社会には”評価”を行うためのシステムが多数存在する。
例として就職面接、デザインのコンペ、小説の新人賞などがある。我々が親しんでいるものばかりだ。
私はこれらの審査システムが、「天才殺しのメカニズム」を内包しているのではないかと考えている。
その説明を、これからしていくつもりだ。

<小説の新人賞システム>

分かりやすい例として、今回は小説の新人賞を取り上げよう。
まずは軽く、新人賞について説明する。
小説の新人賞とは基本的に、一次審査→二次審査→三次審査→……のように、選考が段階を踏んで行われる。
各評価者(審査員)はランダムに配られた応募作品を読んでいき、その中から良いと感じたものだけを上の審査へと上げていく。
選考が進むにつれ作品の数は減る一方、一作に割り当てる評価者の人数は徐々に増えていく。

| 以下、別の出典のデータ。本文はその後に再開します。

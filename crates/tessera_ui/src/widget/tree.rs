//! Node arena.
//!
//! The tree exclusively owns every node. Parent links are plain ids used for
//! offset composition and ancestor queries, never for lifetime: a node lives
//! until its owner removes it, and removal cascades to its whole subtree.

use std::collections::HashMap;

use tracing::warn;

use crate::clip::Painter;
use crate::config::UiConfig;
use crate::error::{UiError, UiResult};
use crate::focus::FocusManager;
use crate::geometry::{Rect, Vec2};
use crate::render::TextMetrics;
use crate::style::Style;

use super::{DrawCtx, Node, NodeId, Role, Widget};

/// Owns every node of the interface.
pub struct UiTree {
    nodes: HashMap<NodeId, Node>,
    next_id: u64,
    focus: FocusManager,
    config: UiConfig,
    metrics: Box<dyn TextMetrics>,
}

impl UiTree {
    /// Creates an empty tree.
    pub fn new(config: UiConfig, metrics: impl TextMetrics + 'static) -> Self {
        Self {
            nodes: HashMap::with_capacity(256),
            next_id: 1,
            focus: FocusManager::new(),
            config,
            metrics: Box::new(metrics),
        }
    }

    fn next_id(&mut self) -> NodeId {
        let id = NodeId::new(self.next_id);
        self.next_id += 1;
        id
    }

    /// Creates a detached node driven by `widget`.
    pub fn create(&mut self, offset: Vec2, size: Vec2, widget: impl Widget) -> NodeId {
        let id = self.create_empty(offset, size);
        self.set_widget(id, widget);
        id
    }

    /// Creates a detached node with no behaviour yet.
    ///
    /// Composite widgets use this to attach decorators and internal children
    /// before installing themselves with [`UiTree::set_widget`].
    pub fn create_empty(&mut self, offset: Vec2, size: Vec2) -> NodeId {
        let id = self.next_id();
        self.nodes.insert(id, Node::new(id, offset, size));
        id
    }

    /// Installs or replaces the behaviour of a node.
    pub fn set_widget(&mut self, id: NodeId, widget: impl Widget) {
        if let Some(node) = self.nodes.get_mut(&id) {
            node.widget = Some(Box::new(widget));
        }
    }

    /// Number of live nodes.
    #[must_use]
    pub fn len(&self) -> usize {
        self.nodes.len()
    }

    /// True if the tree holds no nodes.
    #[must_use]
    pub fn is_empty(&self) -> bool {
        self.nodes.is_empty()
    }

    /// True if `id` refers to a live node.
    #[must_use]
    pub fn contains(&self, id: NodeId) -> bool {
        self.nodes.contains_key(&id)
    }

    /// Gets a node by ID.
    #[must_use]
    pub fn node(&self, id: NodeId) -> Option<&Node> {
        self.nodes.get(&id)
    }

    /// Gets mutable access to a node.
    pub fn node_mut(&mut self, id: NodeId) -> Option<&mut Node> {
        self.nodes.get_mut(&id)
    }

    /// Typed access to a node's widget.
    #[must_use]
    pub fn widget<T: Widget>(&self, id: NodeId) -> Option<&T> {
        let widget: &dyn Widget = self.nodes.get(&id)?.widget.as_deref()?;
        widget.as_any().downcast_ref::<T>()
    }

    /// Typed mutable access to a node's widget.
    pub fn widget_mut<T: Widget>(&mut self, id: NodeId) -> Option<&mut T> {
        let widget: &mut dyn Widget = self.nodes.get_mut(&id)?.widget.as_deref_mut()?;
        widget.as_any_mut().downcast_mut::<T>()
    }

    /// Engine configuration.
    #[must_use]
    pub fn config(&self) -> &UiConfig {
        &self.config
    }

    /// Measures text with the tree's metrics.
    #[must_use]
    pub fn measure_text(&self, text: &str, font_size: f32) -> Vec2 {
        self.metrics.measure_text(text, font_size)
    }

    /// Focus state.
    #[must_use]
    pub fn focus(&self) -> &FocusManager {
        &self.focus
    }

    /// Mutable focus state.
    pub fn focus_mut(&mut self) -> &mut FocusManager {
        &mut self.focus
    }

    /// The owning node.
    #[must_use]
    pub fn parent(&self, id: NodeId) -> Option<NodeId> {
        self.nodes.get(&id)?.parent
    }

    /// Owned children in insertion order.
    #[must_use]
    pub fn children(&self, id: NodeId) -> &[NodeId] {
        self.nodes.get(&id).map_or(&[], |node| node.children.as_slice())
    }

    /// Pointer listeners in registration order.
    #[must_use]
    pub fn listeners(&self, id: NodeId) -> &[NodeId] {
        self.nodes.get(&id).map_or(&[], |node| node.listeners.as_slice())
    }

    /// Sum of the node's offset and the offsets of all its ancestors.
    ///
    /// Recomputed on every call so moving an ancestor moves every descendant.
    #[must_use]
    pub fn global_offset(&self, id: NodeId) -> Vec2 {
        let mut total = Vec2::ZERO;
        let mut current = self.nodes.get(&id);
        while let Some(node) = current {
            total += node.offset;
            current = node.parent.and_then(|parent| self.nodes.get(&parent));
        }
        total
    }

    /// Bounds of the node in screen coordinates.
    #[must_use]
    pub fn global_bounds(&self, id: NodeId) -> Option<Rect> {
        let node = self.nodes.get(&id)?;
        Some(Rect::from_pos_size(self.global_offset(id), node.size))
    }

    /// Nearest strict ancestor exposing `role`.
    #[must_use]
    pub fn nearest_ancestor(&self, id: NodeId, role: Role) -> Option<NodeId> {
        let mut current = self.parent(id);
        while let Some(ancestor) = current {
            let node = self.nodes.get(&ancestor)?;
            if node.role == role {
                return Some(ancestor);
            }
            current = node.parent;
        }
        None
    }

    /// True if `ancestor` is `id` or one of its ancestors.
    #[must_use]
    pub fn is_ancestor_or_self(&self, ancestor: NodeId, id: NodeId) -> bool {
        let mut current = Some(id);
        while let Some(node) = current {
            if node == ancestor {
                return true;
            }
            current = self.parent(node);
        }
        false
    }

    /// Moves a node relative to its parent.
    pub fn set_offset(&mut self, id: NodeId, offset: Vec2) {
        if let Some(node) = self.nodes.get_mut(&id) {
            node.offset = offset;
        }
    }

    /// Sets a node's size without consulting its widget.
    pub fn set_size(&mut self, id: NodeId, size: Vec2) {
        if let Some(node) = self.nodes.get_mut(&id) {
            node.size = size;
        }
    }

    /// Sets offset and size without consulting the widget.
    pub fn set_geometry(&mut self, id: NodeId, offset: Vec2, size: Vec2) {
        if let Some(node) = self.nodes.get_mut(&id) {
            node.offset = offset;
            node.size = size;
        }
    }

    /// Sets the paint and dispatch priority.
    pub fn set_z_index(&mut self, id: NodeId, z_index: i32) {
        if let Some(node) = self.nodes.get_mut(&id) {
            node.z_index = z_index;
        }
    }

    /// Shows or hides a node.
    pub fn set_visible(&mut self, id: NodeId, visible: bool) {
        if let Some(node) = self.nodes.get_mut(&id) {
            node.visible = visible;
        }
    }

    /// Sets the structural role ancestors are searched for.
    pub fn set_role(&mut self, id: NodeId, role: Role) {
        if let Some(node) = self.nodes.get_mut(&id) {
            node.role = role;
        }
    }

    /// Redirects children added to `id` into `slot`.
    pub fn set_content_slot(&mut self, id: NodeId, slot: NodeId) {
        if let Some(node) = self.nodes.get_mut(&id) {
            node.content_slot = Some(slot);
        }
    }

    /// Forwards styles added to `id` to `target`.
    pub fn set_style_target(&mut self, id: NodeId, target: NodeId) {
        if let Some(node) = self.nodes.get_mut(&id) {
            node.style_target = Some(target);
        }
    }

    /// Asks the node's widget to change geometry. Returns false if refused.
    ///
    /// Nodes without a widget accept any geometry. A widget that is running
    /// one of its own hooks cannot be consulted, so the request is refused.
    pub fn resize(&mut self, id: NodeId, offset: Vec2, size: Vec2) -> bool {
        let Some(node) = self.nodes.get(&id) else {
            return false;
        };
        if node.busy {
            warn!(%id, "resize refused: widget is inside one of its own hooks");
            return false;
        }
        if node.widget.is_none() {
            self.set_geometry(id, offset, size);
            return true;
        }
        self.with_widget(id, |widget, tree| widget.resize(tree, id, offset, size))
            .unwrap_or(false)
    }

    /// Attaches a decorator at `position` (appended when `None`).
    ///
    /// Follows the node's style target, if one is set.
    pub fn add_style(&mut self, id: NodeId, style: Style, position: Option<usize>) -> UiResult<()> {
        let node = self.nodes.get(&id).ok_or(UiError::UnknownNode(id))?;
        let target = node.style_target.unwrap_or(id);
        self.insert_style(target, style, position)
    }

    /// Attaches a decorator to exactly this node, running its attach hook.
    pub(crate) fn insert_style(&mut self, id: NodeId, style: Style, position: Option<usize>) -> UiResult<()> {
        let node = self.nodes.get_mut(&id).ok_or(UiError::UnknownNode(id))?;
        style.on_attach(node);
        match position {
            Some(index) => {
                let index = index.min(node.styles.len());
                node.styles.insert(index, style);
            }
            None => node.styles.push(style),
        }
        Ok(())
    }

    /// Appends a decorator to a node built by the caller.
    pub(crate) fn push_style(&mut self, id: NodeId, style: Style) {
        if let Some(node) = self.nodes.get_mut(&id) {
            style.on_attach(node);
            node.styles.push(style);
        }
    }

    /// Makes `child` an internally owned part of `parent` without layout.
    pub fn adopt(&mut self, parent: NodeId, child: NodeId) -> UiResult<()> {
        self.check_attachable(parent, child)?;
        self.attach(parent, child);
        Ok(())
    }

    pub(crate) fn check_attachable(&self, parent: NodeId, child: NodeId) -> UiResult<()> {
        if !self.contains(parent) {
            return Err(UiError::UnknownNode(parent));
        }
        let node = self.nodes.get(&child).ok_or(UiError::UnknownNode(child))?;
        if let Some(owner) = node.parent {
            return Err(UiError::AlreadyAttached { node: child, parent: owner });
        }
        if self.is_ancestor_or_self(child, parent) {
            return Err(UiError::WouldCycle { node: child, parent });
        }
        Ok(())
    }

    pub(crate) fn attach(&mut self, parent: NodeId, child: NodeId) {
        if let Some(node) = self.nodes.get_mut(&child) {
            node.parent = Some(parent);
        }
        if let Some(node) = self.nodes.get_mut(&parent) {
            node.children.push(child);
        }
    }

    /// Detaches a node from its owner and destroys it with its subtree.
    ///
    /// Returns false if the node does not exist.
    pub fn remove_node(&mut self, id: NodeId) -> bool {
        let Some(parent) = self.nodes.get(&id).map(|node| node.parent) else {
            return false;
        };
        if let Some(parent) = parent.and_then(|parent| self.nodes.get_mut(&parent)) {
            parent.children.retain(|&child| child != id);
            parent.listeners.retain(|&listener| listener != id);
        }
        self.destroy(id);
        true
    }

    /// Drops a node, its decorators and its subtree, invalidating any focus
    /// held by them.
    pub(crate) fn destroy(&mut self, id: NodeId) {
        let Some(node) = self.nodes.remove(&id) else {
            return;
        };
        self.focus.forget(id);
        for child in node.children {
            self.destroy(child);
        }
    }

    /// Runs `f` with the node's widget detached so it can borrow the tree.
    ///
    /// The widget is put back afterwards unless its node was destroyed in
    /// the meantime. Returns `None` if the node has no widget, including
    /// when it is already detached further up the call stack.
    pub(crate) fn with_widget<R>(
        &mut self,
        id: NodeId,
        f: impl FnOnce(&mut dyn Widget, &mut Self) -> R,
    ) -> Option<R> {
        let node = self.nodes.get_mut(&id)?;
        let mut widget = node.widget.take()?;
        node.busy = true;
        let out = f(widget.as_mut(), self);
        if let Some(node) = self.nodes.get_mut(&id) {
            node.widget = Some(widget);
            node.busy = false;
        }
        Some(out)
    }

    /// Advances timers for the node and, recursively, its children.
    pub fn update(&mut self, id: NodeId) {
        self.with_widget(id, |widget, tree| widget.update(tree, id));
        for child in self.children(id).to_vec() {
            self.update(child);
        }
    }

    /// Children sorted for painting: ascending z, insertion order on ties.
    #[must_use]
    pub fn paint_order(&self, id: NodeId) -> Vec<NodeId> {
        let mut order = self.children(id).to_vec();
        order.sort_by_key(|child| self.nodes.get(child).map_or(0, |node| node.z_index));
        order
    }

    /// Draws the node and its subtree.
    ///
    /// The node's bounds are pushed as a clip, decorators wrap the widget's
    /// own draw and the children, and the clip is popped before returning.
    pub fn draw(&self, id: NodeId, painter: &mut Painter<'_>) {
        let Some(node) = self.nodes.get(&id) else {
            return;
        };
        if !node.visible {
            return;
        }
        let origin = self.global_offset(id);
        let parent_origin = origin - node.offset;
        let bounds = Rect::from_pos_size(origin, node.size);
        let depth = painter.clip_depth();

        painter.push_clip(bounds);
        for style in &node.styles {
            style.draw_below(bounds, parent_origin, painter);
        }
        if let Some(widget) = &node.widget {
            widget.draw(&DrawCtx { tree: self, id, bounds }, painter);
        }
        for child in self.paint_order(id) {
            self.draw(child, painter);
        }
        for style in node.styles.iter().rev() {
            style.draw_above(bounds, painter);
        }
        painter.pop_clip();

        debug_assert_eq!(painter.clip_depth(), depth, "unbalanced clip stack below {id}");
    }
}

impl std::fmt::Debug for UiTree {
    fn fmt(&self, f: &mut std::fmt::Formatter<'_>) -> std::fmt::Result {
        f.debug_struct("UiTree")
            .field("nodes", &self.nodes.len())
            .field("next_id", &self.next_id)
            .field("focus", &self.focus)
            .finish_non_exhaustive()
    }
}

そうやって徐々に作品を絞り込み、受賞を決めるというシステムである。
そして私はこの種の評価システムに、「天才殺し」の罠が潜んでいると主張するわけである。


小説新人賞の一般的な選考システム

それでは早速本題へと移る。応募者計400人の、仮の新人賞を考えてみよう。
この応募者の中には、まだまだ実力不足の人・既にプロ級の実力を持つ者など、様々な人がいるだろう。
話を分かりやすくするため、この400人を100人から成る4つのグループ(優等生、ダメダメ、天才、ワンチャンス)へと分類する。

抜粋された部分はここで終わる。